* [What needs to be done]: Scan the listing for the word "already", and copy out each line where it is found.

* [Dataset entries]:
:::::

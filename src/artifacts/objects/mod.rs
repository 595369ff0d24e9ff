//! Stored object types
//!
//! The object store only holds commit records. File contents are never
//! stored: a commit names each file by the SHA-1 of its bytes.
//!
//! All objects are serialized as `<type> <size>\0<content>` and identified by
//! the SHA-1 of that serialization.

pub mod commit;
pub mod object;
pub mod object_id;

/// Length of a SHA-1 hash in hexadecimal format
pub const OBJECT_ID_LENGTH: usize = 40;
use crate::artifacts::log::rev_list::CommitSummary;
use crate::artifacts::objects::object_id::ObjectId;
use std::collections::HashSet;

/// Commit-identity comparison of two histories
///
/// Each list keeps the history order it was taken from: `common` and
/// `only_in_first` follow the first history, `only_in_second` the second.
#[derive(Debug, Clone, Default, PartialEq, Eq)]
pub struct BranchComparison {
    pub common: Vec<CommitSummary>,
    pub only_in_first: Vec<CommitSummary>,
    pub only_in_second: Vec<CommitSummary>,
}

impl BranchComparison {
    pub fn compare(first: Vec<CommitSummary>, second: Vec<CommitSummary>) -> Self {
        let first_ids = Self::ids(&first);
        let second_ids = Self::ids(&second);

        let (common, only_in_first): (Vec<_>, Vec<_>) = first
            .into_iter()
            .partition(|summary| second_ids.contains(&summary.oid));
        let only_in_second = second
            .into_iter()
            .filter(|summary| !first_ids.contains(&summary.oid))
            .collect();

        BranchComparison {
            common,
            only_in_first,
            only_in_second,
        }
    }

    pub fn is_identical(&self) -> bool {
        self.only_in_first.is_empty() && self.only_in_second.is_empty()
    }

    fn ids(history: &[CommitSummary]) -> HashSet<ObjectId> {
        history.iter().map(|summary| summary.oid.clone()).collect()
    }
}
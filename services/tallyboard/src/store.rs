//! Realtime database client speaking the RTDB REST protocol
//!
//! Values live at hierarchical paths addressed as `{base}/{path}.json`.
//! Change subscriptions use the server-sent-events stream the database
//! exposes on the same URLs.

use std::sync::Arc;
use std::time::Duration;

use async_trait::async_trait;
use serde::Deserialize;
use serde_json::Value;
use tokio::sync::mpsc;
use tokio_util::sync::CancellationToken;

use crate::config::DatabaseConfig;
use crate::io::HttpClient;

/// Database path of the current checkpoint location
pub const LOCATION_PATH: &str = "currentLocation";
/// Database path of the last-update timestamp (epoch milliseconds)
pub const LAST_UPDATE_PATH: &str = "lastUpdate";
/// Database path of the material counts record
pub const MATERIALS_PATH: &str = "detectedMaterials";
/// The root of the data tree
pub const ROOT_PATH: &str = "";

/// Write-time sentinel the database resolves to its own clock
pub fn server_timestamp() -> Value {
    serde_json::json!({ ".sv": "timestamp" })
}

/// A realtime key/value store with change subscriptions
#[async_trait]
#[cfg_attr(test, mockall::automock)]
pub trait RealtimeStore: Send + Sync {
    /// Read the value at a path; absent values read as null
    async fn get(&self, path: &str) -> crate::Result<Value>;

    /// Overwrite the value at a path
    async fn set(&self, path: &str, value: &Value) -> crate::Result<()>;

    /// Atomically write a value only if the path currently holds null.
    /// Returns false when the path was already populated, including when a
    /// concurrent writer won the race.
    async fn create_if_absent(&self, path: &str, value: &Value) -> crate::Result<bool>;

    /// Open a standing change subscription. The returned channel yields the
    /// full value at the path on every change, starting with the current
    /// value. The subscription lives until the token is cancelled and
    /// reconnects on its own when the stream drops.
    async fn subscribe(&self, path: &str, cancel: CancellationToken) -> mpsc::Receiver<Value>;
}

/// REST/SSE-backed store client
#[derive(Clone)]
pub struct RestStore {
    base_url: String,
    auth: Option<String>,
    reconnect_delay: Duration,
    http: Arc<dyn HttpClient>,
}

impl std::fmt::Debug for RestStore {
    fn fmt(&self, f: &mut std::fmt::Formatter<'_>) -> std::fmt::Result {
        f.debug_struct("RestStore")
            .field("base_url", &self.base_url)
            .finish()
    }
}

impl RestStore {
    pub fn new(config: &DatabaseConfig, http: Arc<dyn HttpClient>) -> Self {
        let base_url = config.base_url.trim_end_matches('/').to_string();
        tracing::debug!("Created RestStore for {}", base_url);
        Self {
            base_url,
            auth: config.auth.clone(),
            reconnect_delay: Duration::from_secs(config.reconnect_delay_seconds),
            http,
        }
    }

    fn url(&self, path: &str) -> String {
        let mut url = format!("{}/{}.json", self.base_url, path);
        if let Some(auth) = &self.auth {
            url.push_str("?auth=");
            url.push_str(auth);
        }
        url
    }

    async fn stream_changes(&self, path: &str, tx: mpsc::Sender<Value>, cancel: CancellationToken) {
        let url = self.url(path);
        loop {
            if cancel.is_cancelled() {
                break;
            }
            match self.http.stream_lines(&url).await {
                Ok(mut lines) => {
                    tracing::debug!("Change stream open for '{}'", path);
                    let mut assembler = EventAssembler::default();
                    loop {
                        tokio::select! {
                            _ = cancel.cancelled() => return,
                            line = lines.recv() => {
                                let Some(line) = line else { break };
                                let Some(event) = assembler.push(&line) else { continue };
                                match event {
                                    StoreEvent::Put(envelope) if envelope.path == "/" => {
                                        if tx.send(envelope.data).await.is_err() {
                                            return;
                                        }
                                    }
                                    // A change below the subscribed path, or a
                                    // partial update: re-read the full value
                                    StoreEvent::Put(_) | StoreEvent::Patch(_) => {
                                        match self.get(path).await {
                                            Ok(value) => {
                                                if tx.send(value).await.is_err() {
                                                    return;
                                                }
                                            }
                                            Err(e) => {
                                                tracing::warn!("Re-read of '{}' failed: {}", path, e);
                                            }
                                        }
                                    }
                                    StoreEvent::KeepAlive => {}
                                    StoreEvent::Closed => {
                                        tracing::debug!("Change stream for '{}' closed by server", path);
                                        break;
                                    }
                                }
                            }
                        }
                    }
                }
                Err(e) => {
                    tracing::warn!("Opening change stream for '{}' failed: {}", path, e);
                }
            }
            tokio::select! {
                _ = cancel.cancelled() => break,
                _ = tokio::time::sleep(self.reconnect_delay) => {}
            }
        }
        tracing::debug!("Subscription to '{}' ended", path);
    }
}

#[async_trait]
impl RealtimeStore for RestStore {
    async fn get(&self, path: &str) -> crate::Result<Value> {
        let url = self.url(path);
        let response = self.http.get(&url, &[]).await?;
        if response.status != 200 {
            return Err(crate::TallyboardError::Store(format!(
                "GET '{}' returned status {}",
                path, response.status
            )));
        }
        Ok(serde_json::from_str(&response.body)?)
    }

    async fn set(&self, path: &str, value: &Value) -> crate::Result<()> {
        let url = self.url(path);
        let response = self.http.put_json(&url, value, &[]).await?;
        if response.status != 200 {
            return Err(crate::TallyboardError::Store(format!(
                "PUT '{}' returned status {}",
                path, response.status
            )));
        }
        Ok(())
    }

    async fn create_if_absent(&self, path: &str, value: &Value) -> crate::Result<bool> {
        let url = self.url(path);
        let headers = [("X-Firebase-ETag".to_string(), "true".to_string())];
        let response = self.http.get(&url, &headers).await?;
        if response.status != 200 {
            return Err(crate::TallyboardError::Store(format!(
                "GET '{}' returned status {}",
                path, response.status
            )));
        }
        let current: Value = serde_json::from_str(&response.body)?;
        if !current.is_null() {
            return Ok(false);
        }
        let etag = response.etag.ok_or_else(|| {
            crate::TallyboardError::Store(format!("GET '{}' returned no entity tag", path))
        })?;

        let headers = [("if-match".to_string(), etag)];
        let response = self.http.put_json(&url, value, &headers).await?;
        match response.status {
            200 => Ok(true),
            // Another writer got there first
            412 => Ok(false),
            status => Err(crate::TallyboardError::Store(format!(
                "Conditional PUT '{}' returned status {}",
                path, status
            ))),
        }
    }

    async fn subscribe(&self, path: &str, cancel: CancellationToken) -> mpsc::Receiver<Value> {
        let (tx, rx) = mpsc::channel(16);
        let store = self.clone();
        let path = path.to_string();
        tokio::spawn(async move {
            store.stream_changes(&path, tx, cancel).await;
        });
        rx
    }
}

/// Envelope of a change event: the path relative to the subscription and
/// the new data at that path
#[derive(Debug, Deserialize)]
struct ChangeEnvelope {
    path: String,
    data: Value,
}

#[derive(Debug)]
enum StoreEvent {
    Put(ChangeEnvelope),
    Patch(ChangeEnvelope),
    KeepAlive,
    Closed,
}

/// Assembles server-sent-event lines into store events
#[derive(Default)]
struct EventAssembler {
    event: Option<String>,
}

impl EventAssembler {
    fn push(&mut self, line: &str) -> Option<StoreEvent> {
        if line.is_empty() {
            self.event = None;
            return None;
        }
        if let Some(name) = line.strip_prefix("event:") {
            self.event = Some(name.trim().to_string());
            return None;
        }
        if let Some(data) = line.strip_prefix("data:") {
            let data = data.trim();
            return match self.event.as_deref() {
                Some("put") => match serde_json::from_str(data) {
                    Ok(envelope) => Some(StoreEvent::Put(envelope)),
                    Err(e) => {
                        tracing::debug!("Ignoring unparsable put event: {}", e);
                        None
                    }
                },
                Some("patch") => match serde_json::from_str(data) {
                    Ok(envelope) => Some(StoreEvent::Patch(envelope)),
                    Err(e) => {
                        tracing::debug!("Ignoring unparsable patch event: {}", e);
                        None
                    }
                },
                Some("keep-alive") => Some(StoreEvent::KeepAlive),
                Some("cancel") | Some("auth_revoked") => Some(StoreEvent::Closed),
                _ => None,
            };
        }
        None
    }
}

:::::

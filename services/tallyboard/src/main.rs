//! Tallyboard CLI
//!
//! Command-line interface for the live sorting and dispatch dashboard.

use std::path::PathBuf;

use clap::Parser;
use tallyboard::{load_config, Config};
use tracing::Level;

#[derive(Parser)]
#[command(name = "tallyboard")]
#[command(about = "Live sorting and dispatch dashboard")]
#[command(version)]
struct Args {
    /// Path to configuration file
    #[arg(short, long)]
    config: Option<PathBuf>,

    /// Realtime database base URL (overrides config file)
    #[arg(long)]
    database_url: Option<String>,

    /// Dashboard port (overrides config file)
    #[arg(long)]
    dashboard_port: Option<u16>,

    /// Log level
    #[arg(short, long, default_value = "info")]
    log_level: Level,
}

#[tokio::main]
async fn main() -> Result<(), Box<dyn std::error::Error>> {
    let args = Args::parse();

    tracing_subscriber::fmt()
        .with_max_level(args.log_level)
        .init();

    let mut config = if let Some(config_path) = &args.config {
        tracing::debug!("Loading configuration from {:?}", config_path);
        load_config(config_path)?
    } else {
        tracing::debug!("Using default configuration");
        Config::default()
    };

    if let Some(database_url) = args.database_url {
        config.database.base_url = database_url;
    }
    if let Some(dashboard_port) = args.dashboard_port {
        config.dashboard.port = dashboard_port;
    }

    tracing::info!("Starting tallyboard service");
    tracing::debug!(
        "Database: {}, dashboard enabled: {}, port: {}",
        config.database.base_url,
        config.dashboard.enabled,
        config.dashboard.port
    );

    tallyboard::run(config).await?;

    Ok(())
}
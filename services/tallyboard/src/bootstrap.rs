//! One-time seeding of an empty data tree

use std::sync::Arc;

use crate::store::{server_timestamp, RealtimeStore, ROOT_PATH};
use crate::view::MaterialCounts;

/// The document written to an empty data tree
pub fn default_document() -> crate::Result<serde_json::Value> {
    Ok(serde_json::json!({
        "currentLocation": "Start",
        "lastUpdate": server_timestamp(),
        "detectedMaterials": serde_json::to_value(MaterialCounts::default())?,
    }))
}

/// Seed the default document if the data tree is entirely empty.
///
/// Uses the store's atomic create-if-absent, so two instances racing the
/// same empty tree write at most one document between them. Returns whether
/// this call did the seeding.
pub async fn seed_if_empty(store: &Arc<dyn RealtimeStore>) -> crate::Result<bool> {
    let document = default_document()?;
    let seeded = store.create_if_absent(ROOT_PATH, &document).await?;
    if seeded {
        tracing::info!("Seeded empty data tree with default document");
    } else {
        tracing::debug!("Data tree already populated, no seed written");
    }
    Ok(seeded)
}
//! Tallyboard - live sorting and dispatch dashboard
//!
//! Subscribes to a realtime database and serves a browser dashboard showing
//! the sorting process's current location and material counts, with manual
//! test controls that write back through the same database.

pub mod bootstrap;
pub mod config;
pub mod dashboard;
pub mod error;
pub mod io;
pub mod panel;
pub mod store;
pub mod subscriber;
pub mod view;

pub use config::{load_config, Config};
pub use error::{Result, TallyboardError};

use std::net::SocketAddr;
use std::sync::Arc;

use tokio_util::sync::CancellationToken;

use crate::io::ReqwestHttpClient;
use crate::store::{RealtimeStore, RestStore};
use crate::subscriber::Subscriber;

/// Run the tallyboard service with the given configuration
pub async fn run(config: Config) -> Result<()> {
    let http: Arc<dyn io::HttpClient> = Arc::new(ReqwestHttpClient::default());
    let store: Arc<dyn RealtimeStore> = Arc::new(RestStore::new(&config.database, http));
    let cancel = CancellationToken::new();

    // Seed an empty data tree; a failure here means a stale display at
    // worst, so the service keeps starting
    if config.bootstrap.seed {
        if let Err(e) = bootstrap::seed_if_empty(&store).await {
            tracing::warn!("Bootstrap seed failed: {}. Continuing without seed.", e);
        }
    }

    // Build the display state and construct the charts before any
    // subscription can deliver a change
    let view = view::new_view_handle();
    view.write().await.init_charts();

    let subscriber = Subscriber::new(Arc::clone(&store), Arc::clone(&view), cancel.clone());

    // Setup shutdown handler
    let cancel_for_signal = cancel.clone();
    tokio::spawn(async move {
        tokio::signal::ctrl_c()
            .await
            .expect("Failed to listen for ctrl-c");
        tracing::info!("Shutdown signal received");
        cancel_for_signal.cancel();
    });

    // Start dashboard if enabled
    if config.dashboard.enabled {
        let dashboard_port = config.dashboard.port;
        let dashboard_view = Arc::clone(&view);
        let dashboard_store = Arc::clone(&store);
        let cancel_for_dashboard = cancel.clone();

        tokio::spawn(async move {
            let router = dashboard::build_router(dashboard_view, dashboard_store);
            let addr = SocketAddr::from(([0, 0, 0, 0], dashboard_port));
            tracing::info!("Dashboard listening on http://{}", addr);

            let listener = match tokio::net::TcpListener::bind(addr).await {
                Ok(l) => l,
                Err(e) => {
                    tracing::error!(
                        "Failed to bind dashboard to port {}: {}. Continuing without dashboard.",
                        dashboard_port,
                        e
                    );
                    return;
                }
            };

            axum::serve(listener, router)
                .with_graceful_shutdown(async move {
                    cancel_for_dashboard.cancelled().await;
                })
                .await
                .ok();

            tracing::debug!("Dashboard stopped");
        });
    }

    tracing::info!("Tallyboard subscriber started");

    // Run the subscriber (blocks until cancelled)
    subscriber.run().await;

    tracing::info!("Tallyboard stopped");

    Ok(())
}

:::::

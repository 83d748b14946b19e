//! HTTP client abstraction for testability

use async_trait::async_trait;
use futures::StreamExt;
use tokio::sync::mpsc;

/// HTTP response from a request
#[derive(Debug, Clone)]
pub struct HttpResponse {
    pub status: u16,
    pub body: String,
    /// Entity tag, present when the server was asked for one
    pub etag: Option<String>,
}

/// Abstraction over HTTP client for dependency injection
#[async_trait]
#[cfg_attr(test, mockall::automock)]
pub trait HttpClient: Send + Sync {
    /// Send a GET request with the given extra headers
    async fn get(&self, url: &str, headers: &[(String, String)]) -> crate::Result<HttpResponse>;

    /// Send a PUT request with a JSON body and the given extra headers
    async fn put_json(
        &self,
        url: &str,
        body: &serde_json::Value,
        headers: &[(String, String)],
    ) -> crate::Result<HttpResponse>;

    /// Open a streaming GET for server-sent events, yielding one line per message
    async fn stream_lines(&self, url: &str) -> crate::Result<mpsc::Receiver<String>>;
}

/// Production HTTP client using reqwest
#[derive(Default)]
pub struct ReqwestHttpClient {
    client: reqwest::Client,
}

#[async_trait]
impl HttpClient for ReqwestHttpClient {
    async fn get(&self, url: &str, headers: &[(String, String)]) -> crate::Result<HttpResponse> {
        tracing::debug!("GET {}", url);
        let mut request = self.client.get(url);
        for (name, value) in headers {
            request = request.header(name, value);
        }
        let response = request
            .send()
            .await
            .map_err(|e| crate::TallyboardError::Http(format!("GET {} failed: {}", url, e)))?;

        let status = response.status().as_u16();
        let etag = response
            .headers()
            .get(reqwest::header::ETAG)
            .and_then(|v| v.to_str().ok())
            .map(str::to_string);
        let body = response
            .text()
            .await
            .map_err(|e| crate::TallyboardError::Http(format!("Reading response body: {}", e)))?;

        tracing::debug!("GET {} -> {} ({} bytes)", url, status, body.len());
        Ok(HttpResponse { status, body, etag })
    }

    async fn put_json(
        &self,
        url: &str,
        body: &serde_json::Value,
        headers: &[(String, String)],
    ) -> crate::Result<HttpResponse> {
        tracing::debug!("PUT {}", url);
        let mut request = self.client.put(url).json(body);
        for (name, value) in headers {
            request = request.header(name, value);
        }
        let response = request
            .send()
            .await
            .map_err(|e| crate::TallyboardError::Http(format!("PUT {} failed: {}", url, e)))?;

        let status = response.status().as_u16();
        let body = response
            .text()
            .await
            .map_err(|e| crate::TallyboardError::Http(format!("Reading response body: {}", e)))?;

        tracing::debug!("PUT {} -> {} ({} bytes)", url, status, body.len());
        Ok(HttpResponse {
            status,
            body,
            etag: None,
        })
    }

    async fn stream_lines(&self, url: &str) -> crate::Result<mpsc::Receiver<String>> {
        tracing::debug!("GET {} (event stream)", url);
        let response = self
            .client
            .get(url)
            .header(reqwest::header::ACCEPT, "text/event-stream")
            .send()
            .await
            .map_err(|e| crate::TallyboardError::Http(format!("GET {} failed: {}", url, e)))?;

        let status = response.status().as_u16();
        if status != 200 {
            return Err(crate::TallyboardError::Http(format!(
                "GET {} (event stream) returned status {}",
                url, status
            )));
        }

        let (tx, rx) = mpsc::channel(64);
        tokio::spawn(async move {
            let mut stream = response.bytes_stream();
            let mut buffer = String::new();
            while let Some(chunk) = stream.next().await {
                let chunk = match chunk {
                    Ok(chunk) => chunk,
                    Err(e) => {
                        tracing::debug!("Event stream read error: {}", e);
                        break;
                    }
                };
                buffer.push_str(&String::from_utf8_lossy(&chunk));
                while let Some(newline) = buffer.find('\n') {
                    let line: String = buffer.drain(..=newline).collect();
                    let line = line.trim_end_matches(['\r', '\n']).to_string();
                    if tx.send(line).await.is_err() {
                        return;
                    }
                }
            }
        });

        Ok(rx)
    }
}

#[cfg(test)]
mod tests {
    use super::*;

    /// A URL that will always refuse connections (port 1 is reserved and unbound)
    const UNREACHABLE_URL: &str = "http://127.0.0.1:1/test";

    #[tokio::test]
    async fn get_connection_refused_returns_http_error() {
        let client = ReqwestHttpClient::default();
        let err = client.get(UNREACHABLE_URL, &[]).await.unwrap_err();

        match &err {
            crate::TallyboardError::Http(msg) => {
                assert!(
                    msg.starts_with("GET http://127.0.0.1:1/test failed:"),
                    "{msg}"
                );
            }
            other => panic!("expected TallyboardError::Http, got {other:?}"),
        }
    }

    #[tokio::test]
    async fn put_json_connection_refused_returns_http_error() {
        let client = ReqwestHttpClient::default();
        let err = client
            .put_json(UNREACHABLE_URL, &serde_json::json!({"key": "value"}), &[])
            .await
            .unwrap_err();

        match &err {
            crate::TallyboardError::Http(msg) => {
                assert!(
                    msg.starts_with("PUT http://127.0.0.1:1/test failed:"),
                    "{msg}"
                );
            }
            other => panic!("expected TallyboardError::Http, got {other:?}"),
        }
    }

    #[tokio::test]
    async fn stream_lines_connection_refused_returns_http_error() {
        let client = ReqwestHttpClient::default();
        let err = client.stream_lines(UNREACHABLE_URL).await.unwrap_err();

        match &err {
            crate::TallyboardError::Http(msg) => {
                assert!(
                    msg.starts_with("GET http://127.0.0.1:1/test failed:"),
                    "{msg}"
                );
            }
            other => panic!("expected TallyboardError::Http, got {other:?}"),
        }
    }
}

:::::

* [Result]:
    /// Returns false when the path was already populated, including when a
        tracing::debug!("Data tree already populated, no seed written");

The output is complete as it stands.